> _PROBLEM STATEMENT_: Return each line of the records below that contains the word "static".

Collected data:

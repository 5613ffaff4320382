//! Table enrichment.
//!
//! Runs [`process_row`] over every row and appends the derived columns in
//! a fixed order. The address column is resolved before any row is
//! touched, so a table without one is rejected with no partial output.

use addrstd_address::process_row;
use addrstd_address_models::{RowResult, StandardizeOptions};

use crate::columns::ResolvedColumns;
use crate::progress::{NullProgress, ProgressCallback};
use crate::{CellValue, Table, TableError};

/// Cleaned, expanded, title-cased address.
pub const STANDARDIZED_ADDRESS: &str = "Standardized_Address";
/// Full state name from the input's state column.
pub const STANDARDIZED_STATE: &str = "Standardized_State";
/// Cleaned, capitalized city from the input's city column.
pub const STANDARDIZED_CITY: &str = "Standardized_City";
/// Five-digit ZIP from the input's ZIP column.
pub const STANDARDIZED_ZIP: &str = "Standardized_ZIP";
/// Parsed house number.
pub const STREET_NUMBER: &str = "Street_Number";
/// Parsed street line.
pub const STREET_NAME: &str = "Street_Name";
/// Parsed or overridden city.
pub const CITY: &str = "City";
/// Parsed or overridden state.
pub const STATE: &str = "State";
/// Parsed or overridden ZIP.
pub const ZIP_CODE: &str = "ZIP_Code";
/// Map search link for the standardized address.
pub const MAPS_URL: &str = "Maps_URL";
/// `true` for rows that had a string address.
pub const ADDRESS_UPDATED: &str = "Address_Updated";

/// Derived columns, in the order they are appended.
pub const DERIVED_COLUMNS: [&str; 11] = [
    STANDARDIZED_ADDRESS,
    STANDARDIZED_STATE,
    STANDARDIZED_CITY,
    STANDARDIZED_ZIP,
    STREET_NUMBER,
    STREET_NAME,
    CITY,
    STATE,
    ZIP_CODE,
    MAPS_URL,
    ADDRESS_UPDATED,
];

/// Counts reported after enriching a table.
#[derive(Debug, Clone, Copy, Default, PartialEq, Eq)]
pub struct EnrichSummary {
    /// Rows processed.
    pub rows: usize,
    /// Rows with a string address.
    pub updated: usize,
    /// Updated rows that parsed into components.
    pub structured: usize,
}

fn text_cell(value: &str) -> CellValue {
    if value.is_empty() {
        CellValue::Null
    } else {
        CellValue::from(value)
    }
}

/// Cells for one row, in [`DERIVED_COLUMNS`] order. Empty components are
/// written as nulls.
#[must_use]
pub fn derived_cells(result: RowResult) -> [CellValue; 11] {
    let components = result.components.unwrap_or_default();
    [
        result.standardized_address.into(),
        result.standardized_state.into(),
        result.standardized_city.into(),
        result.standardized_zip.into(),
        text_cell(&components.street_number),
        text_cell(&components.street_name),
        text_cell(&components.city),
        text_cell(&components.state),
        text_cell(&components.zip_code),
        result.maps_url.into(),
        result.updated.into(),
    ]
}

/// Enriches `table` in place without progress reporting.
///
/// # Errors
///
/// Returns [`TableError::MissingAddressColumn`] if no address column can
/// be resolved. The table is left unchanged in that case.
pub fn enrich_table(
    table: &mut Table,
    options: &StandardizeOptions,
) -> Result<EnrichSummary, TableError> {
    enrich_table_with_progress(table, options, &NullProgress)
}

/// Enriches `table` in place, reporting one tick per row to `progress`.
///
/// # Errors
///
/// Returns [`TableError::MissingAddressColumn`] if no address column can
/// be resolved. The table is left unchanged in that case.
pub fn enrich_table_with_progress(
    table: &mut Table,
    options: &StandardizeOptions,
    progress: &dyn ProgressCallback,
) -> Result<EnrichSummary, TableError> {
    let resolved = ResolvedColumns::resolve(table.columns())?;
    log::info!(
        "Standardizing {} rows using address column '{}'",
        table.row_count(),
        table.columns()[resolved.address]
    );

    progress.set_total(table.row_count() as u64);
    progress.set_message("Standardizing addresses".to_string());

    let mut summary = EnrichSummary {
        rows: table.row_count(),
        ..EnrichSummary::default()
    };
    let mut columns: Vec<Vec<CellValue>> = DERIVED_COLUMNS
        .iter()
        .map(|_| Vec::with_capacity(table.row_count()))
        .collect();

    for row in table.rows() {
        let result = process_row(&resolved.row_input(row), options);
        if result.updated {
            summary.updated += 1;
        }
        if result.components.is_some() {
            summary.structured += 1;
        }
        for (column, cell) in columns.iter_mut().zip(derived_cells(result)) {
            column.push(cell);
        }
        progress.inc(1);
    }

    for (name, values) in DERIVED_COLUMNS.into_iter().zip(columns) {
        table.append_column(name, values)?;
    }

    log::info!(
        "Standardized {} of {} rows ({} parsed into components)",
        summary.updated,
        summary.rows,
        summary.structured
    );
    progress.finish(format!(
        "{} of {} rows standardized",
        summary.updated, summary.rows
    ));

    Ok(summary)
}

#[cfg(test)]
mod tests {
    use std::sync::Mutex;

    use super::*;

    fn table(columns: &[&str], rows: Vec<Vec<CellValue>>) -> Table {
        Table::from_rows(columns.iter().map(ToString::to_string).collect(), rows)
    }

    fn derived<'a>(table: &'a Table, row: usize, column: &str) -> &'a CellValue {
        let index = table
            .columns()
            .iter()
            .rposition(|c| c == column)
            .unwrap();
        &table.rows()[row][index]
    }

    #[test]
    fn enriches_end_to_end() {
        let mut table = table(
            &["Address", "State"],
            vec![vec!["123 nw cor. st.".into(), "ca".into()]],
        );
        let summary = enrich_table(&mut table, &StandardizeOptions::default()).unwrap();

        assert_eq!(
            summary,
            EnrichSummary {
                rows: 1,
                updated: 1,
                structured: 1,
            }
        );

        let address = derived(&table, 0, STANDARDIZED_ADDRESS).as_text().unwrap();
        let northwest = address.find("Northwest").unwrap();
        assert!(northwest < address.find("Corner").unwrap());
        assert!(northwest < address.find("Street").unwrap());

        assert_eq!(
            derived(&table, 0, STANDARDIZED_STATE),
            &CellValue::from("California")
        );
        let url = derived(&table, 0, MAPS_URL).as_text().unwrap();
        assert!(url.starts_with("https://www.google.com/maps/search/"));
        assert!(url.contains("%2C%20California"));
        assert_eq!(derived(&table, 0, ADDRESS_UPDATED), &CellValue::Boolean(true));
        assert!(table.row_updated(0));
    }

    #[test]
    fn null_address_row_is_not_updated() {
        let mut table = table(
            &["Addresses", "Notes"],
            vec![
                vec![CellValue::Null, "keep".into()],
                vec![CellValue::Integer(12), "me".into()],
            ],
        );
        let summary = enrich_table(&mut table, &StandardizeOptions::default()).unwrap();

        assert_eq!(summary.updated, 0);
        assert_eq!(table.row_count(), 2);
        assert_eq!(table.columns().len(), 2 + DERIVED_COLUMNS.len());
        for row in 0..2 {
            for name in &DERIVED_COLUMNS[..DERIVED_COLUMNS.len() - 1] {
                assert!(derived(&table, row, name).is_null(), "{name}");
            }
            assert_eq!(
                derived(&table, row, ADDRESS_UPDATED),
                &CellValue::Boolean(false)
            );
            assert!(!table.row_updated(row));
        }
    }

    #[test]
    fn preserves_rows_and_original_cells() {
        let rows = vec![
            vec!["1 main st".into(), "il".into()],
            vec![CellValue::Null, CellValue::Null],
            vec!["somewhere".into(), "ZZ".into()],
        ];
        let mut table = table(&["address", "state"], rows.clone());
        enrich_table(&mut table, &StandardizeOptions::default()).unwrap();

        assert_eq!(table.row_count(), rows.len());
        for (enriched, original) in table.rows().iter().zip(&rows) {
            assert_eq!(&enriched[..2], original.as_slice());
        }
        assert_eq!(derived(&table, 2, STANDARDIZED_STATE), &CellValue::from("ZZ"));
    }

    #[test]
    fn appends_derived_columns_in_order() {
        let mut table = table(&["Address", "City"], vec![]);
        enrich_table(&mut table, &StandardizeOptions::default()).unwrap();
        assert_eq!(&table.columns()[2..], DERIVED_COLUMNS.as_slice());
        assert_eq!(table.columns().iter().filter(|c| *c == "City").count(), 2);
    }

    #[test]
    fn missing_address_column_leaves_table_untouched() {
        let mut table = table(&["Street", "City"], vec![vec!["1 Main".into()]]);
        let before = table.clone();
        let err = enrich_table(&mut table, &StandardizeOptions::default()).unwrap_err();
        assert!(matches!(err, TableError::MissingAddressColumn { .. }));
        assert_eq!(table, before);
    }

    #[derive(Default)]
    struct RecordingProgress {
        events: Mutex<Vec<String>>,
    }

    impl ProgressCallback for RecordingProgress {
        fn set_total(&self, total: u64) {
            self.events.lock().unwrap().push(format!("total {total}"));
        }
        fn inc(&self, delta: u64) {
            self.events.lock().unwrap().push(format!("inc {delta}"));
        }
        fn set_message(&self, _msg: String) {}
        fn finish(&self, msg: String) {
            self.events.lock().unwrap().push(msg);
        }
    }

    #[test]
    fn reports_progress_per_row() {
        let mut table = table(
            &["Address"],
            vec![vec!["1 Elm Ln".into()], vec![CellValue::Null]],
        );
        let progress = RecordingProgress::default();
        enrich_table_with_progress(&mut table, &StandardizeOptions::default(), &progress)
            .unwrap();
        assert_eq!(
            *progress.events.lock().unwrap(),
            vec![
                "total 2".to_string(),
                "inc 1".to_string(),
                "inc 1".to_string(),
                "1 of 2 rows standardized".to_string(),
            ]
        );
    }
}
==
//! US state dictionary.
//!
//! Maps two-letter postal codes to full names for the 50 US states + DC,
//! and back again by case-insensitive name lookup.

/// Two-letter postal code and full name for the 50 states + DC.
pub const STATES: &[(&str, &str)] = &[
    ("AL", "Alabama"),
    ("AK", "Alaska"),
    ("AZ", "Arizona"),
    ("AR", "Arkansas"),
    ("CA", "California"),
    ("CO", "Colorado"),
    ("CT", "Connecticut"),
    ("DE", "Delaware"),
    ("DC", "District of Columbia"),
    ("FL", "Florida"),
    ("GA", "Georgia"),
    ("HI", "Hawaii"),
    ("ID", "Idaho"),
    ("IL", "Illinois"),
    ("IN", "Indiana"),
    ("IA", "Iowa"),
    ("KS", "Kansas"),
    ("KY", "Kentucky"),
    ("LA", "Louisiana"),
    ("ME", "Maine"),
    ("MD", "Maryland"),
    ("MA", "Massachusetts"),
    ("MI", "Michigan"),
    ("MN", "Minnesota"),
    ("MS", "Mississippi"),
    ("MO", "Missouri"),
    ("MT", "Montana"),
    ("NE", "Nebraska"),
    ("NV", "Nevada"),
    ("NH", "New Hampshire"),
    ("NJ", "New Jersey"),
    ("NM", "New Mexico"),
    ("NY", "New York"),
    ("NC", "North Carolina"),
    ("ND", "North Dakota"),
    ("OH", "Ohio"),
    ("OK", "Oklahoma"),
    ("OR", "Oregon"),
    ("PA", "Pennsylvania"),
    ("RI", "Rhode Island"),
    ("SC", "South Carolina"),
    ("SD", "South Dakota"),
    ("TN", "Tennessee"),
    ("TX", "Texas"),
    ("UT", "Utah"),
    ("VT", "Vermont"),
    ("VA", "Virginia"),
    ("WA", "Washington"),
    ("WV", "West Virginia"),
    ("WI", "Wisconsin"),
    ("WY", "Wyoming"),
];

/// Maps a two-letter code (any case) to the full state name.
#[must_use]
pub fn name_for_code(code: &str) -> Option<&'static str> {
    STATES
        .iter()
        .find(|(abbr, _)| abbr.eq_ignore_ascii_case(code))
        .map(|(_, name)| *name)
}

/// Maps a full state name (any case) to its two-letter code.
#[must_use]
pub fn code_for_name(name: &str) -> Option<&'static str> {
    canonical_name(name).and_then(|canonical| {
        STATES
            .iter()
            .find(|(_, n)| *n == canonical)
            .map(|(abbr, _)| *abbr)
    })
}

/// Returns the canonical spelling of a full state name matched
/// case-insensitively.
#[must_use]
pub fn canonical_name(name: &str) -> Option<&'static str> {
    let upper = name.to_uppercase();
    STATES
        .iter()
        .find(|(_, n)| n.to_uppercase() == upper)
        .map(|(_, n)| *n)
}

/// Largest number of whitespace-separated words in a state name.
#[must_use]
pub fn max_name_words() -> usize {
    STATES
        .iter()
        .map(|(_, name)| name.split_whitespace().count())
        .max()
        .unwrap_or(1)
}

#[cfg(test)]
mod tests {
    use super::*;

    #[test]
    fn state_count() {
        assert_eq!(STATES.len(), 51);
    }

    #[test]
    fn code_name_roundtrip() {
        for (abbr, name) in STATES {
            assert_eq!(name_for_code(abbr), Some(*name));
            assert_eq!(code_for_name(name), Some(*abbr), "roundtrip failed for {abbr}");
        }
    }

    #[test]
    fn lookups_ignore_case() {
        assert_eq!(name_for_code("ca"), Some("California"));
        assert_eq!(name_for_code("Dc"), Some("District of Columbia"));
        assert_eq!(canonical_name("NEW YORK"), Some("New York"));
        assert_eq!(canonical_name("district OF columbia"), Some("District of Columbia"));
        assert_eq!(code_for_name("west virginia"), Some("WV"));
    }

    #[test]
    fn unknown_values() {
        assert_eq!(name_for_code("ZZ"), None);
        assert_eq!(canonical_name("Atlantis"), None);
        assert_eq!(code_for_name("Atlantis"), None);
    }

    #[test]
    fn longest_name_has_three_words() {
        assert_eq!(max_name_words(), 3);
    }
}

> _RESPONSE_:
pub fn name_for_code(code: &str) -> Option<&'static str> {
pub fn code_for_name(name: &str) -> Option<&'static str> {
pub fn canonical_name(name: &str) -> Option<&'static str> {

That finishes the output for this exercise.